Problem to work on: Could you print every record exactly as it stands?

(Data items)
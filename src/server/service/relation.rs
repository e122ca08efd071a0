use std::marker::PhantomData;

use sea_orm::{DatabaseConnection, SqlErr};

use crate::{
    model::recipe::BriefRecipeDto,
    server::{
        data::{recipe::RecipeRepository, relation::RecipeEdge},
        error::{relation::RelationError, Error},
        service::recipe::projection,
    },
};

/// Toggle service shared by the favorite and shopping cart edges.
///
/// Adding is idempotent in outcome only: a second add for the same pair is an
/// explicit error rather than a silent no-op, and concurrent adds are decided
/// by the edge table's composite primary key.
pub struct EdgeService<'a, E: RecipeEdge> {
    db: &'a DatabaseConnection,
    edge: PhantomData<E>,
}

pub type FavoriteService<'a> = EdgeService<'a, entity::favorite::Entity>;
pub type ShoppingCartService<'a> = EdgeService<'a, entity::shopping_cart_item::Entity>;

impl<'a, E: RecipeEdge> EdgeService<'a, E> {
    pub fn new(db: &'a DatabaseConnection) -> Self {
        Self {
            db,
            edge: PhantomData,
        }
    }

    pub async fn add(&self, user_id: i32, recipe_id: i32) -> Result<BriefRecipeDto, Error> {
        let recipe = RecipeRepository::new(self.db)
            .get(recipe_id)
            .await?
            .ok_or(RelationError::RecipeNotFound(recipe_id))?;

        if E::exists(self.db, user_id, recipe_id).await? {
            return Err(Self::already_exists(user_id, recipe_id).into());
        }

        if let Err(e) = E::attach(self.db, user_id, recipe_id).await {
            return match e.sql_err() {
                // A concurrent add won the race between the exists check and the insert
                Some(SqlErr::UniqueConstraintViolation(_)) => {
                    Err(Self::already_exists(user_id, recipe_id).into())
                }
                _ => Err(e.into()),
            };
        }

        Ok(projection::brief_recipe_dto(&recipe))
    }

    pub async fn remove(&self, user_id: i32, recipe_id: i32) -> Result<(), Error> {
        if RecipeRepository::new(self.db).get(recipe_id).await?.is_none() {
            return Err(RelationError::RecipeNotFound(recipe_id).into());
        }

        let removed = E::detach(self.db, user_id, recipe_id).await?;

        if removed == 0 {
            return Err(RelationError::EdgeNotFound {
                edge: E::EDGE_NAME,
                user_id,
                target_id: recipe_id,
            }
            .into());
        }

        Ok(())
    }

    fn already_exists(user_id: i32, recipe_id: i32) -> RelationError {
        RelationError::AlreadyExists {
            edge: E::EDGE_NAME,
            user_id,
            target_id: recipe_id,
        }
    }
}

#[cfg(test)]
mod tests {
    use platter_test_utils::prelude::*;

    use crate::server::{
        error::{relation::RelationError, Error},
        service::relation::{FavoriteService, ShoppingCartService},
    };

    #[tokio::test]
    /// Expect add to return the recipe's brief projection
    async fn test_add_favorite_success() -> Result<(), TestError> {
        let mut test = TestBuilder::new()
            .with_core_tables()
            .with_user("jane")
            .build()
            .await?;

        let recipe = test.recipes().insert_recipe(1, "Stew").await?;
        let service = FavoriteService::new(&test.db);

        let result = service.add(1, recipe.id).await;

        assert!(result.is_ok());
        let brief = result.unwrap();

        assert_eq!(brief.id, recipe.id);
        assert_eq!(brief.name, "Stew");

        Ok(())
    }

    #[tokio::test]
    /// Expect a second add of the same pair to fail as AlreadyExists
    async fn test_add_favorite_twice_fails() -> Result<(), TestError> {
        let mut test = TestBuilder::new()
            .with_core_tables()
            .with_user("jane")
            .build()
            .await?;

        let recipe = test.recipes().insert_recipe(1, "Stew").await?;
        let service = FavoriteService::new(&test.db);

        service.add(1, recipe.id).await?;
        let result = service.add(1, recipe.id).await;

        assert!(matches!(
            result,
            Err(Error::RelationError(RelationError::AlreadyExists { .. }))
        ));

        Ok(())
    }

    #[tokio::test]
    /// Expect adding an edge for a missing recipe to fail as RecipeNotFound
    async fn test_add_missing_recipe_fails() -> Result<(), TestError> {
        let test = TestBuilder::new()
            .with_core_tables()
            .with_user("jane")
            .build()
            .await?;

        let service = ShoppingCartService::new(&test.db);
        let result = service.add(1, 99).await;

        assert!(matches!(
            result,
            Err(Error::RelationError(RelationError::RecipeNotFound(99)))
        ));

        Ok(())
    }

    #[tokio::test]
    /// Expect removing a missing edge to fail as EdgeNotFound
    async fn test_remove_missing_edge_fails() -> Result<(), TestError> {
        let mut test = TestBuilder::new()
            .with_core_tables()
            .with_user("jane")
            .build()
            .await?;

        let recipe = test.recipes().insert_recipe(1, "Stew").await?;
        let service = ShoppingCartService::new(&test.db);

        let result = service.remove(1, recipe.id).await;

        assert!(matches!(
            result,
            Err(Error::RelationError(RelationError::EdgeNotFound { .. }))
        ));

        Ok(())
    }

    #[tokio::test]
    /// Expect remove then add to work as a full toggle cycle
    async fn test_toggle_cycle() -> Result<(), TestError> {
        let mut test = TestBuilder::new()
            .with_core_tables()
            .with_user("jane")
            .build()
            .await?;

        let recipe = test.recipes().insert_recipe(1, "Stew").await?;
        let service = ShoppingCartService::new(&test.db);

        service.add(1, recipe.id).await?;
        service.remove(1, recipe.id).await?;
        let result = service.add(1, recipe.id).await;

        assert!(result.is_ok());

        Ok(())
    }
}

Output:
filename src/server/service/relation.rs
repository e122ca08efd071a0
use std::marker::PhantomData;

use sea_orm::{DatabaseConnection, SqlErr};

use crate::{
    model::recipe::BriefRecipeDto,
    server::{
        data::{recipe::RecipeRepository, relation::RecipeEdge},
        error::{relation::RelationError, Error},
        service::recipe::projection,
    },
};

/// Toggle service shared by the favorite and shopping cart edges.
///
/// Adding is idempotent in outcome only: a second add for the same pair is an
/// explicit error rather than a silent no-op, and concurrent adds are decided
/// by the edge table's composite primary key.
pub struct EdgeService<'a, E: RecipeEdge> {
    db: &'a DatabaseConnection,
    edge: PhantomData<E>,
}

pub type FavoriteService<'a> = EdgeService<'a, entity::favorite::Entity>;
pub type ShoppingCartService<'a> = EdgeService<'a, entity::shopping_cart_item::Entity>;

impl<'a, E: RecipeEdge> EdgeService<'a, E> {
    pub fn new(db: &'a DatabaseConnection) -> Self {
        Self {
            db,
            edge: PhantomData,
        }
    }

    pub async fn add(&self, user_id: i32, recipe_id: i32) -> Result<BriefRecipeDto, Error> {
        let recipe = RecipeRepository::new(self.db)
            .get(recipe_id)
            .await?
            .ok_or(RelationError::RecipeNotFound(recipe_id))?;

        if E::exists(self.db, user_id, recipe_id).await? {
            return Err(Self::already_exists(user_id, recipe_id).into());
        }

        if let Err(e) = E::attach(self.db, user_id, recipe_id).await {
            return match e.sql_err() {
                // A concurrent add won the race between the exists check and the insert
                Some(SqlErr::UniqueConstraintViolation(_)) => {
                    Err(Self::already_exists(user_id, recipe_id).into())
                }
                _ => Err(e.into()),
            };
        }

        Ok(projection::brief_recipe_dto(&recipe))
    }

    pub async fn remove(&self, user_id: i32, recipe_id: i32) -> Result<(), Error> {
        if RecipeRepository::new(self.db).get(recipe_id).await?.is_none() {
            return Err(RelationError::RecipeNotFound(recipe_id).into());
        }

        let removed = E::detach(self.db, user_id, recipe_id).await?;

        if removed == 0 {
            return Err(RelationError::EdgeNotFound {
                edge: E::EDGE_NAME,
                user_id,
                target_id: recipe_id,
            }
            .into());
        }

        Ok(())
    }

    fn already_exists(user_id: i32, recipe_id: i32) -> RelationError {
        RelationError::AlreadyExists {
            edge: E::EDGE_NAME,
            user_id,
            target_id: recipe_id,
        }
    }
}

#[cfg(test)]
mod tests {
    use platter_test_utils::prelude::*;

    use crate::server::{
        error::{relation::RelationError, Error},
        service::relation::{FavoriteService, ShoppingCartService},
    };

    #[tokio::test]
    /// Expect add to return the recipe's brief projection
    async fn test_add_favorite_success() -> Result<(), TestError> {
        let mut test = TestBuilder::new()
            .with_core_tables()
            .with_user("jane")
            .build()
            .await?;

        let recipe = test.recipes().insert_recipe(1, "Stew").await?;
        let service = FavoriteService::new(&test.db);

        let result = service.add(1, recipe.id).await;

        assert!(result.is_ok());
        let brief = result.unwrap();

        assert_eq!(brief.id, recipe.id);
        assert_eq!(brief.name, "Stew");

        Ok(())
    }

    #[tokio::test]
    /// Expect a second add of the same pair to fail as AlreadyExists
    async fn test_add_favorite_twice_fails() -> Result<(), TestError> {
        let mut test = TestBuilder::new()
            .with_core_tables()
            .with_user("jane")
            .build()
            .await?;

        let recipe = test.recipes().insert_recipe(1, "Stew").await?;
        let service = FavoriteService::new(&test.db);

        service.add(1, recipe.id).await?;
        let result = service.add(1, recipe.id).await;

        assert!(matches!(
            result,
            Err(Error::RelationError(RelationError::AlreadyExists { .. }))
        ));

        Ok(())
    }

    #[tokio::test]
    /// Expect adding an edge for a missing recipe to fail as RecipeNotFound
    async fn test_add_missing_recipe_fails() -> Result<(), TestError> {
        let test = TestBuilder::new()
            .with_core_tables()
            .with_user("jane")
            .build()
            .await?;

        let service = ShoppingCartService::new(&test.db);
        let result = service.add(1, 99).await;

        assert!(matches!(
            result,
            Err(Error::RelationError(RelationError::RecipeNotFound(99)))
        ));

        Ok(())
    }

    #[tokio::test]
    /// Expect removing a missing edge to fail as EdgeNotFound
    async fn test_remove_missing_edge_fails() -> Result<(), TestError> {
        let mut test = TestBuilder::new()
            .with_core_tables()
            .with_user("jane")
            .build()
            .await?;

        let recipe = test.recipes().insert_recipe(1, "Stew").await?;
        let service = ShoppingCartService::new(&test.db);

        let result = service.remove(1, recipe.id).await;

        assert!(matches!(
            result,
            Err(Error::RelationError(RelationError::EdgeNotFound { .. }))
        ));

        Ok(())
    }

    #[tokio::test]
    /// Expect remove then add to work as a full toggle cycle
    async fn test_toggle_cycle() -> Result<(), TestError> {
        let mut test = TestBuilder::new()
            .with_core_tables()
            .with_user("jane")
            .build()
            .await?;

        let recipe = test.recipes().insert_recipe(1, "Stew").await?;
        let service = ShoppingCartService::new(&test.db);

        service.add(1, recipe.id).await?;
        service.remove(1, recipe.id).await?;
        let result = service.add(1, recipe.id).await;

        assert!(result.is_ok());

        Ok(())
    }
}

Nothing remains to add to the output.